At the learning center, "we can simulate everything from basic procedures to rare but potentially catastrophic events, even integrating them into the larger work flow of the hospital, and it will all contribute to our goal of being able to offer better patient care," said Park, known worldwide for his pioneering work in laparoscopic, or minimally invasive, surgery.
Hospital officials recently held a ribbon-cutting ceremony for SAIL, a 10,000-square-foot site made possible by a grant from Sylvia and James Earl of Annapolis. It opens for business Monday, playing host to a conference of neurosurgeons who will use virtual reality to study a new technique for removing certain brain tumors.

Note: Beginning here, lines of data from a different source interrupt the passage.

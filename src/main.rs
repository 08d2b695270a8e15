// SPDX-License-Identifier: GPL-3.0-only

use clap::{Parser, Subcommand};
use qrscan::backends::camera::types::Facing;
use qrscan::config::Config;
use qrscan::i18n;
use qrscan::terminal::{self, ScanOptions};
use std::path::{Path, PathBuf};
use std::sync::Mutex;

mod cli;

#[derive(Parser)]
#[command(name = "qrscan")]
#[command(about = "Scan QR codes with a camera, right in the terminal")]
#[command(version = env!("GIT_VERSION"))]
#[command(subcommand_required = false)]
struct Cli {
    /// Config file to use instead of the default location
    #[arg(long, global = true)]
    config: Option<PathBuf>,

    #[command(subcommand)]
    command: Option<Commands>,
}

#[derive(Subcommand)]
enum Commands {
    /// Scan with the camera (default)
    Scan {
        /// Exit and print the text after the first code
        #[arg(long)]
        once: bool,

        /// Camera facing direction: environment (back) or user (front)
        #[arg(long)]
        facing: Option<Facing>,
    },

    /// List available cameras
    List,

    /// Decode QR codes in an image file
    Decode {
        /// Image to decode
        image: PathBuf,
    },
}

fn main() -> Result<(), Box<dyn std::error::Error>> {
    let cli = Cli::parse();

    let config = match &cli.config {
        Some(path) => Config::load_from(path),
        None => Config::load(),
    };

    init_logging(config.log_file.as_deref())?;

    // Get the system's preferred languages.
    let requested_languages = i18n_embed::DesktopLanguageRequester::requested_languages();
    i18n::init(&requested_languages);

    match cli.command {
        None => terminal::run(
            config,
            ScanOptions {
                config_path: cli.config,
                ..ScanOptions::default()
            },
        ),
        Some(Commands::Scan { once, facing }) => terminal::run(
            config,
            ScanOptions {
                once,
                facing,
                config_path: cli.config,
            },
        ),
        Some(Commands::List) => cli::list_cameras(&config),
        Some(Commands::Decode { image }) => cli::decode_image(&image, &config),
    }
}

/// Initialize logging
///
/// Set RUST_LOG environment variable to control log level.
/// Examples: RUST_LOG=debug, RUST_LOG=qrscan=debug, RUST_LOG=info
fn init_logging(log_file: Option<&Path>) -> Result<(), Box<dyn std::error::Error>> {
    let filter = tracing_subscriber::EnvFilter::try_from_default_env()
        .unwrap_or_else(|_| tracing_subscriber::EnvFilter::new("warn"));

    match log_file {
        Some(path) => {
            if let Some(parent) = path.parent() {
                std::fs::create_dir_all(parent)?;
            }
            let file = std::fs::OpenOptions::new()
                .create(true)
                .append(true)
                .open(path)?;
            tracing_subscriber::fmt()
                .with_env_filter(filter)
                .with_writer(Mutex::new(file))
                .with_ansi(false)
                .with_target(true)
                .with_level(true)
                .init();
        }
        None => {
            tracing_subscriber::fmt()
                .with_env_filter(filter)
                .with_writer(std::io::stderr)
                .with_target(true)
                .with_level(true)
                .init();
        }
    }

    Ok(())
}
// SPDX-License-Identifier: GPL-3.0-only

//! Background decode worker
//!
//! Frames are sampled at a fixed interval and handed to a tokio task, which
//! runs the CPU-heavy decoder on the blocking pool and reports every decoded
//! code as a [`DecodeEvent`]. At most one frame waits for the decoder; frames
//! offered while it is busy are skipped.

use super::decoder::QrDecoder;
use super::types::{FrameRegion, QrDetection};
use crate::backends::camera::types::CameraFrame;
use std::sync::Arc;
use std::time::{Duration, Instant};
use tokio::runtime::Handle;
use tokio::sync::mpsc;
use tokio::task::JoinHandle;
use tracing::{debug, warn};

/// A decoded code, tagged with the session that produced it
#[derive(Debug, Clone, PartialEq)]
pub struct DecodeEvent {
    /// Generation of the scan session whose stream the frame came from
    pub generation: u64,
    pub detection: QrDetection,
}

impl DecodeEvent {
    /// Event carrying bare text without a known location
    pub fn text(generation: u64, text: impl Into<String>) -> Self {
        Self {
            generation,
            detection: QrDetection::new(FrameRegion::full(), text.into()),
        }
    }
}

pub type DecodeSender = mpsc::UnboundedSender<DecodeEvent>;
pub type DecodeReceiver = mpsc::UnboundedReceiver<DecodeEvent>;

/// Create the channel decode events travel on
pub fn decode_channel() -> (DecodeSender, DecodeReceiver) {
    mpsc::unbounded_channel()
}

/// Decode task bound to one scan session
pub struct DecodeWorker {
    frames: mpsc::Sender<Arc<CameraFrame>>,
    task: Option<JoinHandle<()>>,
    interval: Duration,
    last_submit: Option<Instant>,
    generation: u64,
}

impl DecodeWorker {
    /// Spawn the worker on `runtime`
    pub fn start(
        runtime: &Handle,
        decoder: Arc<dyn QrDecoder>,
        generation: u64,
        events: DecodeSender,
        interval: Duration,
    ) -> Self {
        let (frames, mut frame_rx) = mpsc::channel::<Arc<CameraFrame>>(1);

        let task = runtime.spawn(async move {
            while let Some(frame) = frame_rx.recv().await {
                let decoder = Arc::clone(&decoder);
                let detections = tokio::task::spawn_blocking(move || decoder.decode(&frame))
                    .await
                    .unwrap_or_else(|e| {
                        warn!(error = %e, "QR decode task panicked");
                        Vec::new()
                    });

                for detection in detections {
                    if events.send(DecodeEvent { generation, detection }).is_err() {
                        debug!(generation, "Decode event receiver closed");
                        return;
                    }
                }
            }
        });

        debug!(generation, interval_ms = interval.as_millis(), "Decode worker started");

        Self {
            frames,
            task: Some(task),
            interval,
            last_submit: None,
            generation,
        }
    }

    /// Offer a frame to the decoder
    ///
    /// Returns true when the frame was queued. Frames arriving sooner than
    /// the sampling interval, or while the decoder is busy, are skipped.
    pub fn submit(&mut self, frame: Arc<CameraFrame>) -> bool {
        if self.task.is_none() {
            return false;
        }
        if let Some(last) = self.last_submit
            && last.elapsed() < self.interval
        {
            return false;
        }

        match self.frames.try_send(frame) {
            Ok(()) => {
                self.last_submit = Some(Instant::now());
                true
            }
            Err(_) => false,
        }
    }

    pub fn generation(&self) -> u64 {
        self.generation
    }

    pub fn is_running(&self) -> bool {
        self.task.as_ref().is_some_and(|task| !task.is_finished())
    }

    /// Stop decoding; pending frames are discarded
    pub fn stop(&mut self) {
        if let Some(task) = self.task.take() {
            task.abort();
            debug!(generation = self.generation, "Decode worker stopped");
        }
    }
}

impl Drop for DecodeWorker {
    fn drop(&mut self) {
        self.stop();
    }
}

#[cfg(test)]
mod tests {
    use super::*;
    use crate::backends::camera::types::PixelFormat;

    /// Decodes every frame to a fixed text
    struct FixedDecoder(&'static str);

    impl QrDecoder for FixedDecoder {
        fn decode(&self, _frame: &CameraFrame) -> Vec<QrDetection> {
            vec![QrDetection::new(FrameRegion::full(), self.0.to_string())]
        }
    }

    fn frame() -> Arc<CameraFrame> {
        Arc::new(CameraFrame::packed(2, 2, PixelFormat::Gray8, vec![0; 4]))
    }

    #[tokio::test]
    async fn test_worker_emits_tagged_events() {
        let (tx, mut rx) = decode_channel();
        let mut worker = DecodeWorker::start(
            &Handle::current(),
            Arc::new(FixedDecoder("hello")),
            7,
            tx,
            Duration::ZERO,
        );

        assert!(worker.submit(frame()));
        let event = rx.recv().await.unwrap();
        assert_eq!(event.generation, 7);
        assert_eq!(event.detection.content, "hello");
        assert!(worker.is_running());
    }

    #[tokio::test]
    async fn test_submit_respects_interval() {
        let (tx, _rx) = decode_channel();
        let mut worker = DecodeWorker::start(
            &Handle::current(),
            Arc::new(FixedDecoder("x")),
            1,
            tx,
            Duration::from_secs(60),
        );

        assert!(worker.submit(frame()));
        assert!(!worker.submit(frame()));
    }

    #[tokio::test]
    async fn test_stopped_worker_rejects_frames() {
        let (tx, _rx) = decode_channel();
        let mut worker = DecodeWorker::start(
            &Handle::current(),
            Arc::new(FixedDecoder("x")),
            1,
            tx,
            Duration::ZERO,
        );

        worker.stop();
        assert!(!worker.is_running());
        assert!(!worker.submit(frame()));
    }
}
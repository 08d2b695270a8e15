// SPDX-License-Identifier: GPL-3.0-only

//! Camera capability layer
//!
//! Everything here is advisory. A control the hardware does not expose shows
//! up as `None` and the matching operation does nothing; a value the driver
//! rejects is logged and dropped.

use crate::backends::camera::v4l2_controls::{
    V4L2_EXPOSURE_APERTURE_PRIORITY, V4L2_EXPOSURE_AUTO, V4L2_EXPOSURE_MANUAL,
};
use crate::backends::camera::{CameraControls, Control};
use tracing::{debug, info};

/// Zoom range reported by the hardware
#[derive(Debug, Clone, Copy, PartialEq, Eq)]
pub struct ZoomCapability {
    pub min: i32,
    pub max: i32,
    pub step: i32,
    pub current: i32,
}

impl ZoomCapability {
    /// Clamp `value` into range and snap it onto the step grid
    pub fn normalize(&self, value: i32) -> i32 {
        let (min, max) = (i64::from(self.min), i64::from(self.max));
        let step = i64::from(self.step.max(1));
        let clamped = i64::from(value).clamp(min, max);
        let snapped = min + ((clamped - min) + step / 2) / step * step;
        // Within [min, max], so it fits back into i32
        snapped.min(max) as i32
    }

    /// Position of the current value within the range, 0.0 to 1.0
    pub fn fraction(&self) -> f64 {
        if self.max <= self.min {
            return 0.0;
        }
        (f64::from(self.current) - f64::from(self.min)) / (f64::from(self.max) - f64::from(self.min))
    }
}

/// Focus modes the hardware supports
#[derive(Debug, Clone, Copy, PartialEq, Eq, Default)]
pub struct FocusCapability {
    /// Continuous autofocus can be switched on
    pub continuous: bool,
    /// A one-shot autofocus run can be triggered
    pub single_shot: bool,
}

/// Exposure modes the hardware supports
#[derive(Debug, Clone, Copy, PartialEq, Eq, Default)]
pub struct ExposureCapability {
    /// Menu value selecting automatic exposure, if any
    pub continuous_value: Option<i32>,
    /// Manual exposure is offered
    pub manual: bool,
}

/// Capabilities of the active stream
#[derive(Debug, Clone, Copy, PartialEq, Eq, Default)]
pub struct StreamCapabilities {
    pub zoom: Option<ZoomCapability>,
    pub focus: Option<FocusCapability>,
    pub exposure: Option<ExposureCapability>,
}

impl StreamCapabilities {
    /// Query the hardware behind `controls`
    pub fn query(controls: &dyn CameraControls) -> Self {
        let zoom = controls
            .query(Control::ZoomAbsolute)
            .filter(|range| range.maximum > range.minimum)
            .map(|range| ZoomCapability {
                min: range.minimum,
                max: range.maximum,
                step: range.step.max(1),
                current: range.current.unwrap_or(range.default_value),
            });

        let continuous = controls.query(Control::FocusAuto).is_some();
        let single_shot = controls.query(Control::FocusTrigger).is_some();
        let focus = (continuous || single_shot).then_some(FocusCapability {
            continuous,
            single_shot,
        });

        let exposure = controls.query(Control::ExposureAuto).map(|range| {
            let offers = |value: i32| (range.minimum..=range.maximum).contains(&value);
            let continuous_value = if offers(V4L2_EXPOSURE_APERTURE_PRIORITY) {
                Some(V4L2_EXPOSURE_APERTURE_PRIORITY)
            } else if offers(V4L2_EXPOSURE_AUTO) {
                Some(V4L2_EXPOSURE_AUTO)
            } else {
                None
            };
            ExposureCapability {
                continuous_value,
                manual: offers(V4L2_EXPOSURE_MANUAL),
            }
        });

        Self {
            zoom,
            focus,
            exposure,
        }
    }
}

/// What a focus hint ended up doing
#[derive(Debug, Clone, Copy, PartialEq, Eq)]
pub enum FocusHint {
    /// A one-shot autofocus run was triggered
    Refocused,
    /// Continuous autofocus was (re-)enabled
    ContinuousEnabled,
    /// Nothing to do on this hardware, or the driver refused
    Ignored,
}

/// Capability state for the active stream
#[derive(Debug, Clone)]
pub struct CapabilityLayer {
    capabilities: StreamCapabilities,
    zoom_step_multiplier: i32,
}

impl CapabilityLayer {
    pub fn new(zoom_step_multiplier: u32) -> Self {
        Self {
            capabilities: StreamCapabilities::default(),
            zoom_step_multiplier: i32::try_from(zoom_step_multiplier.max(1)).unwrap_or(i32::MAX),
        }
    }

    pub fn capabilities(&self) -> &StreamCapabilities {
        &self.capabilities
    }

    pub fn zoom(&self) -> Option<&ZoomCapability> {
        self.capabilities.zoom.as_ref()
    }

    /// Re-read capability ranges from the stream
    pub fn refresh(&mut self, controls: &dyn CameraControls) {
        self.capabilities = StreamCapabilities::query(controls);
        debug!(capabilities = ?self.capabilities, "Camera capabilities refreshed");
    }

    /// Forget everything, e.g. after the stream was released
    pub fn clear(&mut self) {
        self.capabilities = StreamCapabilities::default();
    }

    /// Apply a zoom value
    ///
    /// Returns the value actually applied, or `None` when zoom is unsupported
    /// or the driver refused it.
    pub fn apply_zoom(&mut self, controls: &dyn CameraControls, value: i32) -> Option<i32> {
        let zoom = self.capabilities.zoom.as_mut()?;
        let value = zoom.normalize(value);

        match controls.set(Control::ZoomAbsolute, value) {
            Ok(()) => {
                zoom.current = value;
                debug!(value, "Zoom applied");
                Some(value)
            }
            Err(e) => {
                debug!(value, error = %e, "Zoom rejected by device");
                None
            }
        }
    }

    /// Move zoom by `steps` increments of the hardware step
    pub fn zoom_by(&mut self, controls: &dyn CameraControls, steps: i32) -> Option<i32> {
        let zoom = self.capabilities.zoom?;
        let delta = steps
            .saturating_mul(zoom.step)
            .saturating_mul(self.zoom_step_multiplier);
        let target = zoom.current.saturating_add(delta);
        self.apply_zoom(controls, target)
    }

    /// Hint that the user tapped at normalized frame position (x, y)
    ///
    /// V4L2 has no point-of-interest control, so the hint becomes a refocus
    /// (and exposure re-evaluation) of the whole frame.
    pub fn focus_at(&self, controls: &dyn CameraControls, x: f32, y: f32) -> FocusHint {
        if !(0.0..=1.0).contains(&x) || !(0.0..=1.0).contains(&y) {
            return FocusHint::Ignored;
        }

        if let Some(exposure) = self.capabilities.exposure
            && let Some(value) = exposure.continuous_value
            && let Err(e) = controls.set(Control::ExposureAuto, value)
        {
            debug!(error = %e, "Exposure hint rejected by device");
        }

        let Some(focus) = self.capabilities.focus else {
            return FocusHint::Ignored;
        };

        let hint = if focus.single_shot && controls.set(Control::FocusTrigger, 1).is_ok() {
            FocusHint::Refocused
        } else if focus.continuous && controls.set(Control::FocusAuto, 1).is_ok() {
            FocusHint::ContinuousEnabled
        } else {
            FocusHint::Ignored
        };

        info!(x, y, ?hint, "Focus hint");
        hint
    }
}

In a sense, there's nothing groundbreaking about the use of simulated patients in medical training. Instructors have used inert mannequins to showcase various forms of disease for centuries, and it was 45 years ago that a doctor at the University of Miami created the so-called "Harvey Mannequin," a $100,000 interactive dummy that could replicate the body's most basic cardiac functions.
Over the years, engineers devised ever more sophisticated mannequins, drawing on simulation technology in fields such as military aviation to allow faux patients to mimic everything from breathing and bleeding to eye movement and the process of giving birth.
Today's version of Harvey, for instance, replicates six different breath sounds and 30 cardiac diseases, and the amplitude and intensity of its heartbeat can be controlled.
Such advances have helped drive an explosion in the popularity of simulation technology.
"The use of simulation in medical and surgical training has increased tremendously during the past decade," according to a 2010 article in the Journal of Surgical Education. "Simulation centers are in development across the country — and the world. Boards of accreditation and professional licensure are increasingly insistent that simulation be incorporated into the preparation and assessment of care providers."
Park has long experience in the field, having founded the Maryland Advanced Simulation, Training, Research and Innovation Center, or MASTRI, at the University of Maryland Medical Center and School of Medicine in Baltimore, a facility that offers advanced training in laparoscopic surgery, among other fields, and integrates simulation-based education into the curriculum.
That's one reason Park was recruited to the 380-bed, Annapolis-based hospital in 2011.
"Adrian is considered one of the elite innovators in minimally invasive surgery, and he has been one of the leading proponents for evidence-based improvement in both the working environment for the surgeon and in outcomes for the patient," said Dr Steven Schwaitzberg, chief of surgery at Cambridge Health Alliance in Massachusetts and medical director of Interactive Surgical Systems Lab (ISSyL), a Harvard-affiliated facility that uses simulated surgical learning environments.
The American College of Surgeons has granted professional accreditation to 83 simulation centers so far, most of them in the United States. Of those, all but a few are affiliated with major university hospitals.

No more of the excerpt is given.